Children's stereotypes of aging starts early

University of Alberta

Children as young as five years old have negative stereotypes of older people, according to new research from the University of Alberta. Dr. Sheree Kwong See, a researcher from the Department of Psychology, recently conducted a study addressing when age stereotypes develop and found that they have an early start.

Kwong See used a simple behavioral task, using two experimenters: a younger woman in her 20s and an older woman in her 70s. The experiment meant five-year-olds were asked if two aligned rows of objects have the same number or if one has more. After the child agrees that the lines are the same the experimenter transforms one of the lines so that is longer and the child is asked the same question again.

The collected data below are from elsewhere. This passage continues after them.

/// Identifier derivation.
///
/// The preimage binds the content length, the file name and the raw bytes:
/// `len (u64 LE) || name || 0x00 || content`. Its BLAKE3 digest is then
/// encoded either as a fixed-width v0 string or as a CIDv1 (raw codec,
/// BLAKE3 multihash, base32).
///
/// When content bytes are unavailable the deriver falls back to a
/// metadata-only digest (declared size + name). That identifier is still
/// deterministic but does not address the content itself.
use ::cid::Cid;
use multihash_codetable::{Code, MultihashDigest};
use serde::{Deserialize, Serialize};
use tracing::{debug, warn};

use super::hash;
use super::{CidVersion, ContentIdentifier, V0_BODY_LEN, V0_PREFIX};
use crate::error::{Result, StoreError};

/// Multicodec code for raw binary content.
const RAW_CODEC: u64 = 0x55;

const METADATA_CONTEXT: &str = "cidstore v1 metadata-only identifier";

/// Fixed identifiers handed out under the pooled policy.
pub const DEMO_POOL: [&str; 5] = [
    "QmYwAPJzv5CZsnA625s3Xf2nemtYgPpHdWEz79ojWnPbdG",
    "QmT78zSuBmuS4z925WZfrqQ1qHaJ56DQaTfyMUF7F8ff5o",
    "QmPZ9gcCEpqKTo6aq61g2nXGUhM4iCL3ewB6LDXZCtioEB",
    "QmUNLLsPACCz1vLxQVkXqqLX5R1X345qqfHbsf67hvA3Nn",
    "QmbWqxBEKC3P8tqsKc98xmWNzrzDtRLMiMPL8wBuTGsMnR",
];

/// How an identifier was obtained.
#[derive(Debug, Clone, Copy, PartialEq, Eq, Serialize, Deserialize)]
#[serde(rename_all = "snake_case")]
pub enum DerivationMode {
    /// Digest over length, name and full content.
    Content,
    /// Content unavailable; digest over declared size and name only.
    Metadata,
    /// Taken from [`DEMO_POOL`]; does not address the content.
    Pooled,
}

/// A derived identifier together with the digest it was encoded from.
#[derive(Debug, Clone)]
pub struct Derivation {
    pub identifier: ContentIdentifier,
    pub digest: [u8; 32],
    pub mode: DerivationMode,
}

/// Turns bytes and metadata into content identifiers.
#[derive(Debug, Clone, Copy, Default)]
pub struct IdentifierDeriver {
    version: CidVersion,
}

impl IdentifierDeriver {
    pub fn new(version: CidVersion) -> Self {
        Self { version }
    }

    pub fn version(&self) -> CidVersion {
        self.version
    }

    /// Derive an identifier from full content. Never fails: if the
    /// configured encoding cannot be produced the v0 encoding is used.
    pub fn derive(&self, bytes: &[u8], name: &str) -> ContentIdentifier {
        let digest = content_digest(bytes, name);
        self.encode(&digest).unwrap_or_else(|e| {
            warn!(error = %e, "Falling back to v0 encoding");
            encode_v0(&digest)
        })
    }

    /// Derive from content when present, otherwise from declared size and name.
    ///
    /// Fails with [`StoreError::HashDerivation`] only when there is neither
    /// content nor a name to derive from.
    pub fn derive_with_fallback(
        &self,
        content: Option<&[u8]>,
        name: &str,
        declared_size: u64,
    ) -> Result<Derivation> {
        let (digest, mode) = match content {
            Some(bytes) => (content_digest(bytes, name), DerivationMode::Content),
            None if name.is_empty() => {
                return Err(StoreError::HashDerivation(
                    "content unavailable and no name to derive from".to_string(),
                ));
            }
            None => {
                warn!(
                    file_name = name,
                    declared_size,
                    "Content unavailable, deriving from metadata"
                );
                (metadata_digest(declared_size, name), DerivationMode::Metadata)
            }
        };

        let identifier = match self.encode(&digest) {
            Ok(id) => id,
            Err(e) => {
                warn!(error = %e, "Falling back to v0 encoding");
                encode_v0(&digest)
            }
        };

        debug!(
            identifier = %identifier,
            digest = %hex::encode(digest),
            ?mode,
            "Identifier derived"
        );

        Ok(Derivation {
            identifier,
            digest,
            mode,
        })
    }

    fn encode(&self, digest: &[u8; 32]) -> Result<ContentIdentifier> {
        match self.version {
            CidVersion::V0 => Ok(encode_v0(digest)),
            CidVersion::V1 => encode_v1(digest),
        }
    }
}

/// Pick a pool identifier for a digest.
pub fn pooled(digest: &[u8; 32]) -> ContentIdentifier {
    ContentIdentifier::new(DEMO_POOL[hash::index_for(digest, DEMO_POOL.len())])
}

/// Encode a digest as `Qm` + exactly 44 base58 symbols.
///
/// The digest is read as a big-endian integer and written in base58,
/// left-padded with the zero symbol `1`. A 256-bit value never needs
/// more than 44 symbols.
pub fn encode_v0(digest: &[u8; 32]) -> ContentIdentifier {
    let body = bs58::encode(digest).into_string();
    let mut out = String::with_capacity(V0_PREFIX.len() + V0_BODY_LEN);
    out.push_str(V0_PREFIX);
    for _ in body.len()..V0_BODY_LEN {
        out.push('1');
    }
    out.push_str(&body);
    ContentIdentifier::new(out)
}

/// Encode a BLAKE3 digest as a CIDv1 with the raw codec.
pub fn encode_v1(digest: &[u8; 32]) -> Result<ContentIdentifier> {
    let mh = Code::Blake3_256
        .wrap(digest)
        .map_err(|e| StoreError::HashDerivation(format!("multihash wrap failed: {e}")))?;
    Ok(ContentIdentifier::new(Cid::new_v1(RAW_CODEC, mh).to_string()))
}

fn content_digest(bytes: &[u8], name: &str) -> [u8; 32] {
    let len = (bytes.len() as u64).to_le_bytes();
    hash::hash_parts(&[&len[..], name.as_bytes(), &[0u8][..], bytes])
}

fn metadata_digest(declared_size: u64, name: &str) -> [u8; 32] {
    let mut material = Vec::with_capacity(8 + name.len());
    material.extend_from_slice(&declared_size.to_le_bytes());
    material.extend_from_slice(name.as_bytes());
    hash::derive_key(METADATA_CONTEXT, &material)
}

When the younger experimenter asked the second question--when the line was lengthened but the numbers were the same--a high percentage of children changed the responses, suggesting the children reason that the young woman is in the know and is searching for a different answer. When asked by the older experimenter, the children reason that she is duped by the transformation and is legitimately asking if the lines still have the same number.

"To enlighten the older experimenter, children themselves then focus their answers on number," said Kwong See, who heard further anecdotal evidence from the children who said an older person might be confused. "They think, 'this older person is incompetent and needs me to explain things.' But when the younger one asks the question, the child thinks 'she knows what she is talking about so I'll try to give her a different answer the second time around.'"

This new technique used an indirect way to see how children treat people of different ages and Kwong See found a significant difference in the way they interacted with the young and old. "This task is a behavior measure which tells us something the children are inferring. And we found that at age five, there already is a stereotype."

Kwong See has already shown that older people buy into stereotypes and end up believing they cannot do something as well as a younger person just because they've heard it so often. Fostering a more realistic and balanced view of aging is evidently more crucial at a young age, says Kwong See, to break down the negative and often incorrect beliefs about the elderly.

This research has been presented at the Gerontological Society of America conference.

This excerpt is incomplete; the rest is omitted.